Introduction to Poets Under 30

by Ashley Johnson & Jake Adam York

From the smooth narrative-like lines of Tara Powell to the harsh and seemingly broken ruminations of Spencer Marstiller, the cadence of these ‘Poets Under Thirty’ represents something much greater than the title implies.  Plainly put these are the best that the young South has to offer.  Each brings new life to the business of writing poetry in the South in ways that create surprise both within individual poems and in the kinship these poems find with one another.

The works of these ‘new’ writers each resonates with a certain indeterminable quality.  Some would quickly, and in some instances dismissively, label this work as ‘Southern’.  But to cage the work as such is to miss what they offer in abundance,  the musicality of human experience, those moments which define us.  From Tara Powell’s place specific ‘Motoring Home Down the Canal, I Heard the NPR Astronomer Claim,’ to Kimberly Martz’s poem ‘Scar,’ it’s music laid across such harsh imagery.  Perhaps that is actually where the music of the moment lies, crouched between the disjointed union of language and experience, as Frost called it ‘the abstract vitality of our speech.’  The vitality of these poems is unquestionable.  They seethe with life and the unmistakable heat that accompanies it.

Five of our poets were discovered through the recommendations of some of our most accomplished Southern poets.
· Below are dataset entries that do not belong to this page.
//! `stylesheet-forge`: serves LESS/CSS stylesheets over HTTP after
//! transforming them on the fly — imports inlined, nested selectors
//! flattened, source-mapping markers injected, an optional scope
//! wrapper stripped, equal media queries coalesced, keyframe names
//! scoped per file, the result minified and cached in memory and on
//! disk keyed by the source files' modification dates.
//!
//! The transformation pipeline (components A-M) lives in its own
//! module per component; [`pipeline::Pipeline`] assembles them into the
//! `load`/`process` contract the binary's HTTP front end calls.

pub mod cache;
pub mod comments;
pub mod config;
pub mod error;
pub mod freshness;
pub mod imports;
pub mod keyframes;
pub mod less_engine;
pub mod loader;
pub mod markers;
pub mod media;
pub mod minify;
pub mod model;
pub mod pipeline;
pub mod scanner;
pub mod wrapper;

pub use config::PipelineConfig;
pub use error::{PipelineError, PipelineResult};
pub use pipeline::{Pipeline, ProcessOutcome};

use std::path::Path;

// Optimized MIME type system using enum indices instead of HashMap lookups.
// Kept from the static file server this binary started life as: the
// pipeline above always emits text/css, but the server still serves
// plain static assets (images, favicons) the pipeline has no opinion on.
#[derive(Clone, Copy, Debug, PartialEq)]
pub enum MimeType {
    Html = 0,
    Css = 1,
    Javascript = 2,
    Json = 3,
    Xml = 4,
    PlainText = 5,
    Icon = 6,
    Png = 7,
    Jpeg = 8,
    Gif = 9,
    Svg = 10,
    Pdf = 11,
    Woff = 12,
    Woff2 = 13,
    Ttf = 14,
    Eot = 15,
    OctetStream = 16, // Default for unknown files
}

impl MimeType {
    // Static array for O(1) lookup - much faster than HashMap
    const MIME_STRINGS: [&'static str; 17] = [
        "text/html; charset=utf-8",           // Html
        "text/css; charset=utf-8",            // Css
        "text/javascript; charset=utf-8",     // Javascript
        "application/json; charset=utf-8",    // Json
        "application/xml; charset=utf-8",     // Xml
        "text/plain; charset=utf-8",          // PlainText
        "image/x-icon",                       // Icon
        "image/png",                          // Png
        "image/jpeg",                         // Jpeg
        "image/gif",                          // Gif
        "image/svg+xml",                      // Svg
        "application/pdf",                    // Pdf
        "font/woff",                          // Woff
        "font/woff2",                         // Woff2
        "font/ttf",                           // Ttf
        "application/vnd.ms-fontobject",      // Eot
        "application/octet-stream",           // OctetStream
    ];
    
    // Convert enum to MIME string - zero allocation, O(1) lookup
    pub fn as_str(self) -> &'static str {
        Self::MIME_STRINGS[self as usize]
    }
}


// Fast MIME type detection - optimized internal implementation
pub fn get_mime_type_enum(file_path: &Path) -> MimeType {
    if let Some(extension) = file_path.extension().and_then(|s| s.to_str()) {
        // Use direct string matching instead of HashMap lookup - much faster
        match extension.to_ascii_lowercase().as_str() {
            "html" | "htm" => MimeType::Html,
            "css" => MimeType::Css,
            "js" => MimeType::Javascript,
            "json" => MimeType::Json,
            "xml" => MimeType::Xml,
            "txt" => MimeType::PlainText,
            "ico" => MimeType::Icon,
            "png" => MimeType::Png,
            "jpg" | "jpeg" => MimeType::Jpeg,
            "gif" => MimeType::Gif,
            "svg" => MimeType::Svg,
            "pdf" => MimeType::Pdf,
            "woff" => MimeType::Woff,
            "woff2" => MimeType::Woff2,
            "ttf" => MimeType::Ttf,
            "eot" => MimeType::Eot,
            _ => MimeType::OctetStream,
        }
    } else {
        MimeType::OctetStream
    }
}

// Public API - maintains original string-based interface for compatibility
pub fn get_mime_type(file_path: &str) -> &'static str {
    get_mime_type_enum(Path::new(file_path)).as_str()
}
//! Component D — wrapper-tag renamer (spec §4.D).

use crate::model::FileContents;
use crate::scanner::{Scanner, SegmentKind};

/// If `input.content` is wrapped in a single outer `{tag_name} { ... }`
/// rule, substitutes `tag_name` for `sentinel` at that one occurrence
/// and returns the rest unchanged. Otherwise returns `input` unchanged.
pub fn rename_wrapper_tag(input: &FileContents, tag_name: &str, sentinel: &str) -> FileContents {
    let meaningful: Vec<_> = Scanner::new(&input.content, true)
        .filter(|s| !matches!(s.kind, SegmentKind::Whitespace | SegmentKind::Comment))
        .take(4)
        .collect();

    if meaningful.len() < 4 {
        return input.clone();
    }

    let is_wrapped = meaningful[0].kind == SegmentKind::SelectorOrStyleProperty
        && meaningful[0].value == tag_name
        && meaningful[1].kind == SegmentKind::OpenBrace
        && meaningful[2].kind == SegmentKind::SelectorOrStyleProperty
        && meaningful[3].kind != SegmentKind::StylePropertyColon;

    if !is_wrapped {
        return input.clone();
    }

    let start = meaningful[0].index_in_source;
    let end = start + meaningful[0].value.len();
    let mut new_content = String::with_capacity(input.content.len() - tag_name.len() + sentinel.len());
    new_content.push_str(&input.content[..start]);
    new_content.push_str(sentinel);
    new_content.push_str(&input.content[end..]);

    input.with_content_same_time(new_content)
}

#[cfg(test)]
mod tests {
    use super::*;
    use std::time::SystemTime;

    fn fc(content: &str) -> FileContents {
        FileContents::new("test.css", SystemTime::UNIX_EPOCH, content)
    }

    #[test]
    fn renames_html_wrapper() {
        let input = fc("html { body { color: red; } }");
        let out = rename_wrapper_tag(&input, "html", "__wrapper__");
        assert_eq!(out.content, "__wrapper__ { body { color: red; } }");
    }

    #[test]
    fn leaves_property_declarations_alone() {
        let input = fc("html { color: red; }");
        let out = rename_wrapper_tag(&input, "html", "__wrapper__");
        assert_eq!(out.content, input.content);
    }

    #[test]
    fn leaves_non_wrapped_content_unchanged() {
        let input = fc("body { color: red; }");
        let out = rename_wrapper_tag(&input, "html", "__wrapper__");
        assert_eq!(out.content, input.content);
    }

    #[test]
    fn ignores_leading_comment_before_wrapper() {
        let input = fc("/* c */ html { body { color: red; } }");
        let out = rename_wrapper_tag(&input, "html", "__wrapper__");
        assert_eq!(out.content, "/* c */ __wrapper__ { body { color: red; } }");
    }

    #[test]
    fn too_short_content_is_unchanged() {
        let input = fc("html {}");
        let out = rename_wrapper_tag(&input, "html", "__wrapper__");
        assert_eq!(out.content, input.content);
    }
}
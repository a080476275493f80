//! Component M — the loader interface (spec §4.M).
//!
//! Every stage implements this same minimal contract; a pipeline is a
//! chain of loaders, each wrapping the one "beneath" it (closer to the
//! raw file read), per the ordering in spec §4.L.

use std::fs;
use std::path::{Path, PathBuf};
use std::time::SystemTime;

use crate::error::{PipelineError, PipelineResult};
use crate::model::FileContents;

pub trait Loader {
    fn load(&self, relative_path: &str) -> PipelineResult<FileContents>;
}

/// The leaf loader: reads a UTF-8 text file relative to a configured
/// root. This is the "raw content reader" at the bottom of spec §2's
/// data-flow diagram.
pub struct FileSystemLoader {
    root: PathBuf,
}

impl FileSystemLoader {
    pub fn new(root: impl Into<PathBuf>) -> Self {
        Self { root: root.into() }
    }

    pub fn resolve(&self, relative_path: &str) -> PathBuf {
        self.root.join(relative_path)
    }
}

impl Loader for FileSystemLoader {
    fn load(&self, relative_path: &str) -> PipelineResult<FileContents> {
        if relative_path.is_empty() {
            return Err(PipelineError::BadInput("empty relative path".to_string()));
        }
        if has_parent_dir_component(relative_path) {
            return Err(PipelineError::BadInput(format!("path escapes content root: {relative_path}")));
        }

        let full_path = self.resolve(relative_path);
        let metadata = fs::metadata(&full_path).map_err(|e| {
            if e.kind() == std::io::ErrorKind::NotFound {
                PipelineError::NotFound(full_path.clone())
            } else {
                PipelineError::Io(e)
            }
        })?;

        let modified = metadata.modified().unwrap_or(SystemTime::UNIX_EPOCH);
        let content = fs::read_to_string(&full_path)?;

        if content.is_empty() {
            return Err(PipelineError::BadInput(format!("empty file: {relative_path}")));
        }

        Ok(FileContents::new(relative_path, modified, content))
    }
}

/// Rejects any `..` path component so a request or `@import` can never
/// resolve outside the configured content root.
fn has_parent_dir_component(relative_path: &str) -> bool {
    Path::new(relative_path).components().any(|c| matches!(c, std::path::Component::ParentDir))
}

/// Joins a relative import filename to the folder containing `parent`,
/// purely for cycle-detection bookkeeping (spec §4.C step 2). Imports
/// are same-folder only, so this never needs to walk `..`.
pub fn normalize_relative_to(parent_relative_path: &str, filename: &str) -> String {
    match Path::new(parent_relative_path).parent() {
        Some(dir) if dir.as_os_str().len() > 0 => {
            format!("{}/{}", dir.to_string_lossy(), filename)
        }
        _ => filename.to_string(),
    }
}
#[cfg(test)]
mod conditional_request_tests {

    fn should_return_not_modified_test(
        if_modified_since: Option<&str>,
        if_none_match: Option<&str>,
        last_modified_timestamp: u64,
        etag: &str,
    ) -> Option<bool> {
        // Simulate the conditional logic from main.rs
        if let Some(none_match_value) = if_none_match {
            if none_match_value == "*" {
                return Some(true);
            }
            
            let client_etags: Vec<&str> = none_match_value
                .split(',')
                .map(|s| s.trim())
                .collect();
            
            let our_etag = etag.trim_start_matches("W/").trim_matches('"');
            for client_etag in client_etags {
                let clean_client_etag = client_etag.trim_start_matches("W/").trim_matches('"');
                if clean_client_etag == our_etag {
                    return Some(true);
                }
            }
            
            return Some(false);
        }
        
        if let Some(modified_since_str) = if_modified_since {
            if let Some(timestamp_str) = modified_since_str.strip_prefix("timestamp_") {
                if let Ok(client_timestamp) = timestamp_str.parse::<u64>() {
                    return Some(last_modified_timestamp <= client_timestamp);
                }
            }
            return Some(false);
        }
        
        None
    }

    #[test]
    fn test_etag_matching() {
        let etag = "W/\"123-456\"";
        
        // Test exact match
        assert_eq!(
            should_return_not_modified_test(None, Some("W/\"123-456\""), 0, etag),
            Some(true),
            "Exact ETag match should return 304"
        );
        
        // Test weak/strong ETag comparison
        assert_eq!(
            should_return_not_modified_test(None, Some("\"123-456\""), 0, etag),
            Some(true),
            "Weak vs strong ETag should match"
        );
        
        // Test no match
        assert_eq!(
            should_return_not_modified_test(None, Some("W/\"999-888\""), 0, etag),
            Some(false),
            "Different ETag should not match"
        );
        
        // Test wildcard
        assert_eq!(
            should_return_not_modified_test(None, Some("*"), 0, etag),
            Some(true),
            "Wildcard ETag should always match"
        );
        
        println!("✓ ETag matching tests passed");
    }

    #[test]
    fn test_multiple_etag_matching() {
        let etag = "W/\"123-456\"";
        
        // Test multiple ETags with match
        assert_eq!(
            should_return_not_modified_test(None, Some("W/\"111-222\", W/\"123-456\", W/\"333-444\""), 0, etag),
            Some(true),
            "Multiple ETags with match should return 304"
        );
        
        // Test multiple ETags without match
        assert_eq!(
            should_return_not_modified_test(None, Some("W/\"111-222\", W/\"333-444\", W/\"555-666\""), 0, etag),
            Some(false),
            "Multiple ETags without match should not return 304"
        );
        
        println!("✓ Multiple ETag matching tests passed");
    }

    #[test]
    fn test_if_modified_since() {
        let file_timestamp = 1000; // File modified at timestamp 1000
        
        // Client has older version (timestamp 500) - should return file
        assert_eq!(
            should_return_not_modified_test(Some("timestamp_500"), None, file_timestamp, ""),
            Some(false),
            "Older client timestamp should return file"
        );
        
        // Client has same version (timestamp 1000) - should return 304
        assert_eq!(
            should_return_not_modified_test(Some("timestamp_1000"), None, file_timestamp, ""),
            Some(true),
            "Same timestamp should return 304"
        );
        
        // Client has newer version (timestamp 1500) - should return 304
        assert_eq!(
            should_return_not_modified_test(Some("timestamp_1500"), None, file_timestamp, ""),
            Some(true),
            "Newer client timestamp should return 304"
        );
        
        // Malformed timestamp - should return file
        assert_eq!(
            should_return_not_modified_test(Some("invalid_timestamp"), None, file_timestamp, ""),
            Some(false),
            "Malformed timestamp should return file"
        );
        
        println!("✓ If-Modified-Since tests passed");
    }

    #[test]
    fn test_etag_precedence_over_modified_since() {
        let etag = "W/\"123-456\"";
        let file_timestamp = 1000;
        
        // ETag match should take precedence over modified since
        assert_eq!(
            should_return_not_modified_test(Some("timestamp_500"), Some("W/\"123-456\""), file_timestamp, etag),
            Some(true),
            "ETag match should override If-Modified-Since"
        );
        
        // ETag no-match should take precedence over modified since
        assert_eq!(
            should_return_not_modified_test(Some("timestamp_1500"), Some("W/\"999-888\""), file_timestamp, etag),
            Some(false),
            "ETag no-match should override If-Modified-Since"
        );
        
        println!("✓ ETag precedence tests passed");
    }

    #[test]
    fn test_no_conditional_headers() {
        // No conditional headers should return None
        assert_eq!(
            should_return_not_modified_test(None, None, 1000, "W/\"123-456\""),
            None,
            "No conditional headers should return None"
        );
        
        println!("✓ No conditional headers test passed");
    }
}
From Michael McFee came Tara Powell. From Ron Bayes came Spencer Marstiller. From Natasha Trethewey came Kimberly Martz. Beth Ann Fennelly nominated James Everett, and Bob Collins sent us Daniel Robbins. That these young poets have already earned the respect of such talents is already powerful testimony to their work.

But, in the end, the poems prove themselves in every case, both with the poets who came to us through nominations, recommendations, and the encouragements of their mentors, and with those—Nate Pritts and Adam Clay—whose poems singled out themselves in our reading process.

Everywhere there is a plenty, an abundance that may not only testify to our current health but promise better years ahead.